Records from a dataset
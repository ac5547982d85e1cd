//! Error and warning types for form-field analysis.
//!
//! Provides [`AnalysisError`] for outcomes that end a document analysis,
//! [`AnalysisWarning`] for per-page geometry problems that are skipped, and
//! [`AnalysisResult`] for pairing a value with the warnings collected while
//! producing it.

use std::fmt;

use thiserror::Error;

/// Document-level failure.
///
/// Callers branch on the variant: [`AnalysisError::NoFieldsFound`] is the
/// signal to try an alternate field source, configuration errors must not be
/// retried.
#[derive(Debug, Clone, PartialEq, Error)]
pub enum AnalysisError {
    /// Missing or unusable configuration (credentials, settings file).
    #[error("configuration error: {0}")]
    Configuration(String),
    /// A heuristic setting is out of its valid range.
    #[error("invalid settings: {0}")]
    InvalidSettings(String),
    /// Every page was processed and none yielded a field.
    #[error("no form fields were found using local heuristics")]
    NoFieldsFound,
    /// The page rendering / text extraction collaborator failed.
    #[error("page {page}: {message}")]
    PageSource {
        /// 1-based page number.
        page: usize,
        message: String,
    },
    /// Unexpected failure inside the pipeline, e.g. a panic during raster
    /// processing.
    #[error("{kind} - {message}")]
    Internal { kind: String, message: String },
}

impl AnalysisError {
    /// Whether an alternate field source is worth trying after this error.
    pub fn allows_fallback(&self) -> bool {
        !matches!(
            self,
            AnalysisError::Configuration(_) | AnalysisError::InvalidSettings(_)
        )
    }
}

/// Machine-readable warning code.
#[derive(Debug, Clone, PartialEq, Eq)]
#[cfg_attr(
    feature = "serde",
    derive(serde::Serialize, serde::Deserialize),
    serde(tag = "type", content = "detail")
)]
pub enum WarningCode {
    /// A candidate rectangle had zero area or non-finite coordinates.
    DegenerateRect,
    /// A line segment could not be mapped into page space.
    MalformedSegment,
    /// A text token had an unusable bounding box.
    MalformedToken,
    /// The page was skipped before detection (sparse or invalid size).
    PageSkipped,
    /// Any other warning not covered by specific variants.
    Other(String),
}

impl WarningCode {
    /// Returns the string tag for this warning code.
    pub fn as_str(&self) -> &str {
        match self {
            WarningCode::DegenerateRect => "DEGENERATE_RECT",
            WarningCode::MalformedSegment => "MALFORMED_SEGMENT",
            WarningCode::MalformedToken => "MALFORMED_TOKEN",
            WarningCode::PageSkipped => "PAGE_SKIPPED",
            WarningCode::Other(_) => "OTHER",
        }
    }
}

impl fmt::Display for WarningCode {
    fn fmt(&self, f: &mut fmt::Formatter<'_>) -> fmt::Result {
        f.write_str(self.as_str())
    }
}

/// A non-fatal problem; the offending candidate is skipped and processing
/// continues.
#[derive(Debug, Clone, PartialEq)]
#[cfg_attr(feature = "serde", derive(serde::Serialize, serde::Deserialize))]
pub struct AnalysisWarning {
    pub code: WarningCode,
    pub description: String,
    /// 1-based page number, if applicable.
    pub page: Option<usize>,
}

impl AnalysisWarning {
    pub fn new(code: WarningCode, description: impl Into<String>) -> Self {
        Self {
            code,
            description: description.into(),
            page: None,
        }
    }

    pub fn on_page(code: WarningCode, description: impl Into<String>, page: usize) -> Self {
        Self {
            code,
            description: description.into(),
            page: Some(page),
        }
    }
}

impl fmt::Display for AnalysisWarning {
    fn fmt(&self, f: &mut fmt::Formatter<'_>) -> fmt::Result {
        write!(f, "[{}] {}", self.code, self.description)?;
        if let Some(page) = self.page {
            write!(f, " (page {page})")?;
        }
        Ok(())
    }
}

/// Result wrapper that pairs a value with collected warnings.
#[derive(Debug, Clone)]
pub struct AnalysisResult<T> {
    pub value: T,
    pub warnings: Vec<AnalysisWarning>,
}

impl<T> AnalysisResult<T> {
    /// Create a result with no warnings.
    pub fn ok(value: T) -> Self {
        Self {
            value,
            warnings: Vec::new(),
        }
    }

    pub fn with_warnings(value: T, warnings: Vec<AnalysisWarning>) -> Self {
        Self { value, warnings }
    }

    /// Returns true if there are no warnings.
    pub fn is_clean(&self) -> bool {
        self.warnings.is_empty()
    }

    /// Transform the value while preserving warnings.
    pub fn map<U>(self, f: impl FnOnce(T) -> U) -> AnalysisResult<U> {
        AnalysisResult {
            value: f(self.value),
            warnings: self.warnings,
        }
    }
}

▶ **WHAT NEEDS TO BE DONE**
Each record above needs to be given again exactly as written.

▶ **RESPONSE AREA**
repository ac5547982d85e1cd
//! Error and warning types for form-field analysis.
//!
//! Provides [`AnalysisError`] for outcomes that end a document analysis,
//! [`AnalysisWarning`] for per-page geometry problems that are skipped, and
//! [`AnalysisResult`] for pairing a value with the warnings collected while
//! producing it.

use std::fmt;

use thiserror::Error;

/// Document-level failure.
///
/// Callers branch on the variant: [`AnalysisError::NoFieldsFound`] is the
/// signal to try an alternate field source, configuration errors must not be
/// retried.
#[derive(Debug, Clone, PartialEq, Error)]
pub enum AnalysisError {
    /// Missing or unusable configuration (credentials, settings file).
    #[error("configuration error: {0}")]
    Configuration(String),
    /// A heuristic setting is out of its valid range.
    #[error("invalid settings: {0}")]
    InvalidSettings(String),
    /// Every page was processed and none yielded a field.
    #[error("no form fields were found using local heuristics")]
    NoFieldsFound,
    /// The page rendering / text extraction collaborator failed.
    #[error("page {page}: {message}")]
    PageSource {
        /// 1-based page number.
        page: usize,
        message: String,
    },
    /// Unexpected failure inside the pipeline, e.g. a panic during raster
    /// processing.
    #[error("{kind} - {message}")]
    Internal { kind: String, message: String },
}

impl AnalysisError {
    /// Whether an alternate field source is worth trying after this error.
    pub fn allows_fallback(&self) -> bool {
        !matches!(
            self,
            AnalysisError::Configuration(_) | AnalysisError::InvalidSettings(_)
        )
    }
}

/// Machine-readable warning code.
#[derive(Debug, Clone, PartialEq, Eq)]
#[cfg_attr(
    feature = "serde",
    derive(serde::Serialize, serde::Deserialize),
    serde(tag = "type", content = "detail")
)]
pub enum WarningCode {
    /// A candidate rectangle had zero area or non-finite coordinates.
    DegenerateRect,
    /// A line segment could not be mapped into page space.
    MalformedSegment,
    /// A text token had an unusable bounding box.
    MalformedToken,
    /// The page was skipped before detection (sparse or invalid size).
    PageSkipped,
    /// Any other warning not covered by specific variants.
    Other(String),
}

impl WarningCode {
    /// Returns the string tag for this warning code.
    pub fn as_str(&self) -> &str {
        match self {
            WarningCode::DegenerateRect => "DEGENERATE_RECT",
            WarningCode::MalformedSegment => "MALFORMED_SEGMENT",
            WarningCode::MalformedToken => "MALFORMED_TOKEN",
            WarningCode::PageSkipped => "PAGE_SKIPPED",
            WarningCode::Other(_) => "OTHER",
        }
    }
}

impl fmt::Display for WarningCode {
    fn fmt(&self, f: &mut fmt::Formatter<'_>) -> fmt::Result {
        f.write_str(self.as_str())
    }
}

/// A non-fatal problem; the offending candidate is skipped and processing
/// continues.
#[derive(Debug, Clone, PartialEq)]
#[cfg_attr(feature = "serde", derive(serde::Serialize, serde::Deserialize))]
pub struct AnalysisWarning {
    pub code: WarningCode,
    pub description: String,
    /// 1-based page number, if applicable.
    pub page: Option<usize>,
}

impl AnalysisWarning {
    pub fn new(code: WarningCode, description: impl Into<String>) -> Self {
        Self {
            code,
            description: description.into(),
            page: None,
        }
    }

    pub fn on_page(code: WarningCode, description: impl Into<String>, page: usize) -> Self {
        Self {
            code,
            description: description.into(),
            page: Some(page),
        }
    }
}

impl fmt::Display for AnalysisWarning {
    fn fmt(&self, f: &mut fmt::Formatter<'_>) -> fmt::Result {
        write!(f, "[{}] {}", self.code, self.description)?;
        if let Some(page) = self.page {
            write!(f, " (page {page})")?;
        }
        Ok(())
    }
}

/// Result wrapper that pairs a value with collected warnings.
#[derive(Debug, Clone)]
pub struct AnalysisResult<T> {
    pub value: T,
    pub warnings: Vec<AnalysisWarning>,
}

impl<T> AnalysisResult<T> {
    /// Create a result with no warnings.
    pub fn ok(value: T) -> Self {
        Self {
            value,
            warnings: Vec::new(),
        }
    }

    pub fn with_warnings(value: T, warnings: Vec<AnalysisWarning>) -> Self {
        Self { value, warnings }
    }

    /// Returns true if there are no warnings.
    pub fn is_clean(&self) -> bool {
        self.warnings.is_empty()
    }

    /// Transform the value while preserving warnings.
    pub fn map<U>(self, f: impl FnOnce(T) -> U) -> AnalysisResult<U> {
        AnalysisResult {
            value: f(self.value),
            warnings: self.warnings,
        }
    }
}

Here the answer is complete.